Der Kläger ist diesen Ausführungen nicht in der Weise substantiiert entgegengetreten, daß er einen qualifizierenden Tätigkeitsanteil von wenigstens der Hälfte seiner Gesamttätigkeit dargelegt hätte. Zu den dem Gericht angesonnenen Amtsermittlungen ist die Kammer im Zivilprozeß nicht befugt.
Der Kläger hätte zur Erreichung seines hilfsweise verfolgten Klageziels den Hinweisen der Vorinstanz folgend dartun müssen, daß sich seine Tätigkeit im erforderlichen Umfang aus der Vergütungsgruppe IV b Merkmal 16 durch das Qualifizierungsmerkmal der Gruppe IV Merkmal 15 besondere Schwierigkeit und Bedeutung heraushob. Dazu wäre eine vergleichende Darlegung der nach Vergütungsgruppe IV Fallgruppe 16 geforderten schwierigen Tätigkeiten mit den nach Vergütungsgruppe IV a Fallgruppe 15 durch besondere Schwierigkeit und Bedeutung gekennzeichneten Tätigkeiten erforderlich gewesen. Schließlich wäre die durch Vergütungsgruppe III Fallgruppe 6 geforderte erhebliche Heraushebung durch das Maß der damit verbundenen Verantwortung im Vergleich zu den der Vergütungsgruppe IV a Fallgruppe 15 zuzuordnenden Tätigkeiten darzulegen gewesen.
Diesen Anforderungen genügt weder der Klagevortrag noch der Berufungsvortrag.
Das Arbeitsgericht hat ausgeführt, es könne nicht festgestellt werden, daß der Kläger eine Tätigkeit ausübe, die sich durch das Maß der damit verbundenen Verantwortung erheblich aus der Vergütungsgruppe IV a Fallgruppe 15 heraushebe.
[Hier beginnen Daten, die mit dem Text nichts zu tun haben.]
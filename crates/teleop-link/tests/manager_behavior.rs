//! End-to-end behavior of the channel manager against scripted loopback
//! peers: handshake sequencing, the ack gate, keepalive scheduling, and
//! the reconnect-once retry policy.

use std::net::SocketAddr;
use std::time::Duration;

use teleop_link::{ChannelConfig, ChannelManager, ConnectionState, LinkError, TimingConfig};
use tokio::io::{AsyncReadExt, AsyncWriteExt};
use tokio::net::{TcpListener, TcpStream};
use tokio::time::Instant;

fn fast_timing() -> TimingConfig {
    TimingConfig {
        bail_timeout: Duration::from_millis(300),
        connect_attempts: 2,
        connect_backoff_step: Duration::from_millis(10),
        keepalive_interval: Duration::from_millis(500),
        ..TimingConfig::default()
    }
}

async fn listener() -> (TcpListener, SocketAddr) {
    let listener = TcpListener::bind("127.0.0.1:0").await.unwrap();
    let addr = listener.local_addr().unwrap();
    (listener, addr)
}

/// Reads from `sock` until `total` bytes have arrived.
async fn read_exact_bytes(sock: &mut TcpStream, total: usize) -> Vec<u8> {
    let mut received = vec![0u8; total];
    sock.read_exact(&mut received).await.unwrap();
    received
}

fn manager_for(channel: &str, config: ChannelConfig) -> ChannelManager {
    ChannelManager::new([(channel.to_string(), config)], fast_timing()).unwrap()
}

#[tokio::test]
async fn test_rover_handshake_then_command_crosses_the_wire_verbatim() {
    let (listener, addr) = listener().await;
    let server = tokio::spawn(async move {
        let (mut sock, _) = listener.accept().await.unwrap();

        // Handshake: greeting in, echo out.
        assert_eq!(read_exact_bytes(&mut sock, 1).await, b"C");
        sock.write_all(b"C").await.unwrap();

        // Initial all-stop command, then ack it.
        assert_eq!(read_exact_bytes(&mut sock, 10).await, b"+000\0+000\n");
        sock.write_all(b"C").await.unwrap();

        // The real command, byte for byte.
        read_exact_bytes(&mut sock, 10).await
    });

    let mut mgr = manager_for("rover", ChannelConfig::rover(addr));
    mgr.connect_all().await.unwrap();
    assert_eq!(mgr.state("rover").unwrap(), ConnectionState::Ready);

    mgr.send("rover", b"+050\0+050\n").await.unwrap();
    mgr.shutdown_all().await;

    assert_eq!(server.await.unwrap(), b"+050\0+050\n");
    assert_eq!(mgr.state("rover").unwrap(), ConnectionState::Disconnected);
}

#[tokio::test]
async fn test_send_reconnects_once_after_peer_drops_mid_session() {
    let (listener, addr) = listener().await;
    let server = tokio::spawn(async move {
        // First session: handshake completes, then the peer vanishes
        // before acking anything.
        let (mut sock, _) = listener.accept().await.unwrap();
        assert_eq!(read_exact_bytes(&mut sock, 1).await, b"C");
        sock.write_all(b"C").await.unwrap();
        assert_eq!(read_exact_bytes(&mut sock, 5).await, b"INIT\n");
        drop(sock);

        // Second session: full handshake, ack, then receive the command
        // the caller originally asked for.
        let (mut sock, _) = listener.accept().await.unwrap();
        assert_eq!(read_exact_bytes(&mut sock, 1).await, b"C");
        sock.write_all(b"C").await.unwrap();
        assert_eq!(read_exact_bytes(&mut sock, 5).await, b"INIT\n");
        sock.write_all(b"C").await.unwrap();
        read_exact_bytes(&mut sock, 3).await
    });

    let config = ChannelConfig {
        greeting: Some(b"C".to_vec()),
        await_after_greeting: Some(b"C".to_vec()),
        command_ack: Some(b"C".to_vec()),
        initial_command: Some(b"INIT\n".to_vec()),
        ..ChannelConfig::new(addr)
    };
    let mut mgr = manager_for("rover", config);
    mgr.connect_all().await.unwrap();

    // The dead first session is only discovered at the ack gate; the
    // manager must tear it down, reconnect, and deliver on the retry.
    mgr.send("rover", b"GO\n").await.unwrap();

    assert_eq!(server.await.unwrap(), b"GO\n");
}

#[tokio::test]
async fn test_ack_timeout_surfaces_after_exactly_one_retry() {
    let (listener, addr) = listener().await;
    let server = tokio::spawn(async move {
        let mut sessions = 0u32;
        // Both sessions handshake cleanly but never ack a command. Each
        // session is serviced on its own task so the second accept is not
        // delayed behind the first session's silence.
        for _ in 0..2 {
            let (mut sock, _) = listener.accept().await.unwrap();
            sessions += 1;
            tokio::spawn(async move {
                assert_eq!(read_exact_bytes(&mut sock, 1).await, b"C");
                sock.write_all(b"C").await.unwrap();
                assert_eq!(read_exact_bytes(&mut sock, 5).await, b"INIT\n");
                // Hold the socket open, silently, past the bail timeout.
                tokio::time::sleep(Duration::from_millis(600)).await;
            });
        }
        sessions
    });

    let config = ChannelConfig {
        greeting: Some(b"C".to_vec()),
        await_after_greeting: Some(b"C".to_vec()),
        command_ack: Some(b"C".to_vec()),
        initial_command: Some(b"INIT\n".to_vec()),
        ..ChannelConfig::new(addr)
    };
    let mut mgr = manager_for("rover", config);
    mgr.connect_all().await.unwrap();

    let err = mgr.send("rover", b"GO\n").await.unwrap_err();

    assert!(matches!(err, LinkError::AckTimeout { .. }));
    assert_eq!(err.exit_code(), 5);
    assert_eq!(server.await.unwrap(), 2, "one original attempt plus one retry");
}

#[tokio::test]
async fn test_second_send_waits_for_the_first_commands_ack() {
    let (listener, addr) = listener().await;
    let server = tokio::spawn(async move {
        let (mut sock, _) = listener.accept().await.unwrap();
        assert_eq!(read_exact_bytes(&mut sock, 1).await, b"C");
        sock.write_all(b"C").await.unwrap();
        assert_eq!(read_exact_bytes(&mut sock, 5).await, b"INIT\n");

        // Ack the initial command and receive the first telegram.
        sock.write_all(b"C").await.unwrap();
        assert_eq!(read_exact_bytes(&mut sock, 4).await, b"one\n");

        // While the first telegram is unacked, the second must not be on
        // the wire yet.
        let mut probe = [0u8; 1];
        let early = tokio::time::timeout(Duration::from_millis(100), sock.read(&mut probe)).await;
        assert!(early.is_err(), "second telegram arrived before the ack");

        // Ack, and only now does the second telegram arrive.
        sock.write_all(b"C").await.unwrap();
        read_exact_bytes(&mut sock, 4).await
    });

    let config = ChannelConfig {
        greeting: Some(b"C".to_vec()),
        await_after_greeting: Some(b"C".to_vec()),
        command_ack: Some(b"C".to_vec()),
        initial_command: Some(b"INIT\n".to_vec()),
        ..ChannelConfig::new(addr)
    };
    let mut mgr = manager_for("rover", config);
    mgr.connect_all().await.unwrap();

    mgr.send("rover", b"one\n").await.unwrap();
    mgr.send("rover", b"two\n").await.unwrap();

    assert_eq!(server.await.unwrap(), b"two\n");
}

#[tokio::test]
async fn test_reconnect_reaches_ready_from_disconnected_and_after_peer_close() {
    let (listener, addr) = listener().await;
    let server = tokio::spawn(async move {
        // Two sessions; the first is closed from the server side.
        let (sock, _) = listener.accept().await.unwrap();
        drop(sock);
        let (_sock, _) = listener.accept().await.unwrap();
        tokio::time::sleep(Duration::from_millis(200)).await;
    });

    let mut mgr = manager_for("neck", ChannelConfig::new(addr));
    assert_eq!(mgr.state("neck").unwrap(), ConnectionState::Disconnected);

    // From Disconnected.
    mgr.reconnect("neck").await.unwrap();
    assert_eq!(mgr.state("neck").unwrap(), ConnectionState::Ready);

    // From Ready with the peer already gone: same end state.
    mgr.reconnect("neck").await.unwrap();
    assert_eq!(mgr.state("neck").unwrap(), ConnectionState::Ready);
    server.await.unwrap();
}

#[tokio::test]
async fn test_pre_greeting_marker_gates_the_greeting() {
    let (listener, addr) = listener().await;
    let server = tokio::spawn(async move {
        let (mut sock, _) = listener.accept().await.unwrap();

        // Nothing may arrive before the remote announces readiness.
        let mut probe = [0u8; 1];
        let early = tokio::time::timeout(Duration::from_millis(100), sock.read(&mut probe)).await;
        assert!(early.is_err(), "greeting arrived before the ready marker");

        sock.write_all(b"ready").await.unwrap();
        assert_eq!(read_exact_bytes(&mut sock, 1).await, b"C");
        sock.write_all(b"C").await.unwrap();

        read_exact_bytes(&mut sock, 10).await
    });

    let config = ChannelConfig {
        await_before_greeting: Some(b"ready".to_vec()),
        greeting: Some(b"C".to_vec()),
        await_after_greeting: Some(b"C".to_vec()),
        ..ChannelConfig::new(addr)
    };
    let mut mgr = manager_for("rover", config);
    mgr.connect_all().await.unwrap();
    assert_eq!(mgr.state("rover").unwrap(), ConnectionState::Ready);

    mgr.send("rover", b"+050\0+050\n").await.unwrap();

    assert_eq!(server.await.unwrap(), b"+050\0+050\n");
}

#[tokio::test]
async fn test_keepalive_fires_only_after_the_interval_elapses() {
    let (listener, addr) = listener().await;
    let server = tokio::spawn(async move {
        let (mut sock, _) = listener.accept().await.unwrap();
        // Greeting space, then exactly one keepalive space.
        read_exact_bytes(&mut sock, 2).await
    });

    let mut mgr = manager_for("neck", ChannelConfig::neck(addr));
    mgr.connect_all().await.unwrap();

    // Immediately after connecting nothing is due.
    mgr.tick(Instant::now()).await.unwrap();

    // Jump the clock past the interval: exactly one keepalive goes out.
    let later = Instant::now() + Duration::from_secs(2);
    mgr.tick(later).await.unwrap();
    mgr.tick(later).await.unwrap();

    assert_eq!(server.await.unwrap(), b"  ");
}

#[tokio::test]
async fn test_connect_failure_reports_the_full_attempt_budget() {
    // Bind then drop so the port is (momentarily) free and refused.
    let (listener, addr) = listener().await;
    drop(listener);

    let mut mgr = manager_for("rover", ChannelConfig::rover(addr));
    let err = mgr.connect_all().await.unwrap_err();

    match err {
        LinkError::ConnectFailure { attempts, .. } => assert_eq!(attempts, 2),
        other => panic!("expected ConnectFailure, got {other}"),
    }
    assert_eq!(mgr.state("rover").unwrap(), ConnectionState::Disconnected);
}

#[tokio::test]
async fn test_read_position_returns_the_reported_degrees() {
    let (listener, addr) = listener().await;
    let server = tokio::spawn(async move {
        let (mut sock, _) = listener.accept().await.unwrap();
        // Consume the greeting space, then report a position with some
        // surrounding chatter.
        read_exact_bytes(&mut sock, 1).await;
        sock.write_all(b"ok pos: 90\n").await.unwrap();
        tokio::time::sleep(Duration::from_millis(200)).await;
    });

    let mut mgr = manager_for("neck", ChannelConfig::neck(addr));
    mgr.connect_all().await.unwrap();

    let degrees = mgr.read_position("neck").await.unwrap();

    assert_eq!(degrees, 90);
    server.await.unwrap();
}

#[tokio::test]
async fn test_read_position_times_out_when_no_report_arrives() {
    let (listener, addr) = listener().await;
    let server = tokio::spawn(async move {
        let (mut sock, _) = listener.accept().await.unwrap();
        read_exact_bytes(&mut sock, 1).await;
        // Say nothing; hold the socket open past the bail timeout.
        tokio::time::sleep(Duration::from_millis(600)).await;
    });

    let mut mgr = manager_for("neck", ChannelConfig::neck(addr));
    mgr.connect_all().await.unwrap();

    let err = mgr.read_position("neck").await.unwrap_err();

    assert!(matches!(err, LinkError::ResponseTimeout { .. }));
    assert_eq!(err.exit_code(), 5);
    server.await.unwrap();
}

#[tokio::test]
async fn test_preshutdown_courtesy_byte_is_sent_on_teardown() {
    let (listener, addr) = listener().await;
    let server = tokio::spawn(async move {
        let (mut sock, _) = listener.accept().await.unwrap();
        assert_eq!(read_exact_bytes(&mut sock, 1).await, b"C");
        sock.write_all(b"C").await.unwrap();
        assert_eq!(read_exact_bytes(&mut sock, 10).await, b"+000\0+000\n");

        // Everything after the initial command until EOF.
        let mut rest = Vec::new();
        sock.read_to_end(&mut rest).await.unwrap();
        rest
    });

    let mut mgr = manager_for("rover", ChannelConfig::rover(addr));
    mgr.connect_all().await.unwrap();
    mgr.shutdown_all().await;

    assert_eq!(server.await.unwrap(), b"\\");
}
Auch sei die durch das Qualifizierungsmerkmal einer erheblichen Heraushebung besonders weitreichende hohe Verantwortung, die diejenige beträchtlich übersteigen müsse, die begriffsnotwendig schon in den Tätigkeitsmerkmalen der Vergütungsgruppe IV a Fallgruppe 15 gefordert werde, nicht ersichtlich. Dem Vortrag des Klägers könne nicht
entnommen werden, daß sich seine Tätigkeit durch das Maß der damit verbundenen Verantwortung erheblich im Sinne der Vergütungsgruppe III Fallgruppe 6 heraushebe. Das Arbeitsgericht hat seine Feststellungen zu diesem Punkt eingehend begründet. Insoweit nehme der Kläger Tätigkeiten war, die jeder Behördenbetreuer erfülle. Die Auswirkungen seiner Tätigkeit seien nicht höher als die eines anderen Behördenbetreuers. Bestimmend sei nicht das Fachwissen sondern allein die Auswirkungen der Tätigkeit.
Die Kammer sieht sich in Ermangelung eines substantiierten Tatsachenvortrages des Klägers zu diesem Punkte an einer abweichenden Bewertung gehindert.
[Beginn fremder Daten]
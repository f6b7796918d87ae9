//! Local directory blob store.
//!
//! One file per object key under a root directory. Versions are the SHA-256
//! of the file contents, so an unchanged file keeps its version across
//! restarts. Writes go to a temporary file in the same directory and are
//! renamed into place.

use std::path::{Path, PathBuf};

use sha2::{Digest, Sha256};
use tokio::sync::Mutex;
use uuid::Uuid;

use keeper_core::storage::blob_store::BlobStore;
use keeper_types::error::StorageError;
use keeper_types::storage::{ObjectVersion, StoredObject, WriteCondition};

/// Filesystem implementation of `BlobStore`.
pub struct LocalBlobStore {
    root: PathBuf,
    /// Serializes precondition checks with the writes that follow them.
    write_lock: Mutex<()>,
}

impl LocalBlobStore {
    /// Create a store rooted at `root`. The directory is created on first write.
    pub fn new(root: impl Into<PathBuf>) -> Self {
        Self {
            root: root.into(),
            write_lock: Mutex::new(()),
        }
    }

    pub fn root(&self) -> &Path {
        &self.root
    }

    /// Map an object key to a file path, rejecting keys that could escape the root.
    fn object_path(&self, key: &str) -> Result<PathBuf, StorageError> {
        if key.is_empty()
            || key.starts_with('.')
            || key.contains('/')
            || key.contains('\\')
            || key.contains("..")
            || key.contains('\0')
        {
            return Err(StorageError::InvalidKey(key.to_string()));
        }
        Ok(self.root.join(key))
    }

    async fn read_current(&self, path: &Path) -> Result<Option<Vec<u8>>, StorageError> {
        match tokio::fs::read(path).await {
            Ok(body) => Ok(Some(body)),
            Err(e) if e.kind() == std::io::ErrorKind::NotFound => Ok(None),
            Err(e) => Err(io_error(path, e)),
        }
    }
}

/// Content version of an object body: lowercase hex SHA-256.
pub fn content_version(body: &[u8]) -> ObjectVersion {
    ObjectVersion::new(format!("{:x}", Sha256::digest(body)))
}

/// Write `body` to `tmp_path` and rename it over `path`. The temporary file
/// is removed if either step fails.
async fn replace_file(tmp_path: &Path, path: &Path, body: &[u8]) -> Result<(), StorageError> {
    if let Err(e) = tokio::fs::write(tmp_path, body).await {
        let _ = tokio::fs::remove_file(tmp_path).await;
        return Err(io_error(tmp_path, e));
    }
    if let Err(e) = tokio::fs::rename(tmp_path, path).await {
        let _ = tokio::fs::remove_file(tmp_path).await;
        return Err(io_error(path, e));
    }
    Ok(())
}

fn io_error(path: &Path, err: std::io::Error) -> StorageError {
    StorageError::Io(format!("{}: {err}", path.display()))
}

impl BlobStore for LocalBlobStore {
    fn name(&self) -> &str {
        "filesystem"
    }

    async fn get_object(&self, key: &str) -> Result<StoredObject, StorageError> {
        let path = self.object_path(key)?;
        let body = self
            .read_current(&path)
            .await?
            .ok_or(StorageError::NotFound)?;
        let version = content_version(&body);
        Ok(StoredObject { body, version })
    }

    async fn put_object(
        &self,
        key: &str,
        body: Vec<u8>,
        condition: &WriteCondition,
    ) -> Result<ObjectVersion, StorageError> {
        let path = self.object_path(key)?;
        let _guard = self.write_lock.lock().await;

        if !matches!(condition, WriteCondition::Unconditional) {
            let current = self.read_current(&path).await?;
            let current_version = current.as_deref().map(content_version);
            if !condition.is_satisfied_by(current_version.as_ref()) {
                tracing::debug!(key, "write precondition not met");
                return Err(StorageError::PreconditionFailed);
            }
        }

        tokio::fs::create_dir_all(&self.root)
            .await
            .map_err(|e| io_error(&self.root, e))?;

        let tmp_path = self.root.join(format!(".{key}.{}.tmp", Uuid::now_v7()));
        replace_file(&tmp_path, &path, &body).await?;

        let version = content_version(&body);
        tracing::trace!(key, version = %version, "wrote object file");
        Ok(version)
    }
}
Die Berufung konnte nach allem keinen Erfolg haben.
Die Kostenentscheidung folgt aus § 97 ZPO.
Rechtsmittelbelehrung
Gegen dieses Urteil kann von dem Kläger
REVISION
eingelegt werden.
Für die Beklagte ist gegen dieses Urteil kein Rechtsmittel gegeben.
Die Revision muß
innerhalb einer Notfrist von einem Monat
nach der Zustellung dieses Urteils schriftlich beim
Bundesarbeitsgericht,
Graf-Bernadotte-Platz 5,
34119 Kassel,
eingelegt werden.
Die Revision ist gleichzeitig oder
innerhalb eines Monats nach ihrer Einlegung
schriftlich zu begründen.
Die Revisionsschrift und die Revisionsbegründung müssen von einem bei einem deutschen Gericht zugelassenen Rechtsanwalt unterzeichnet sein.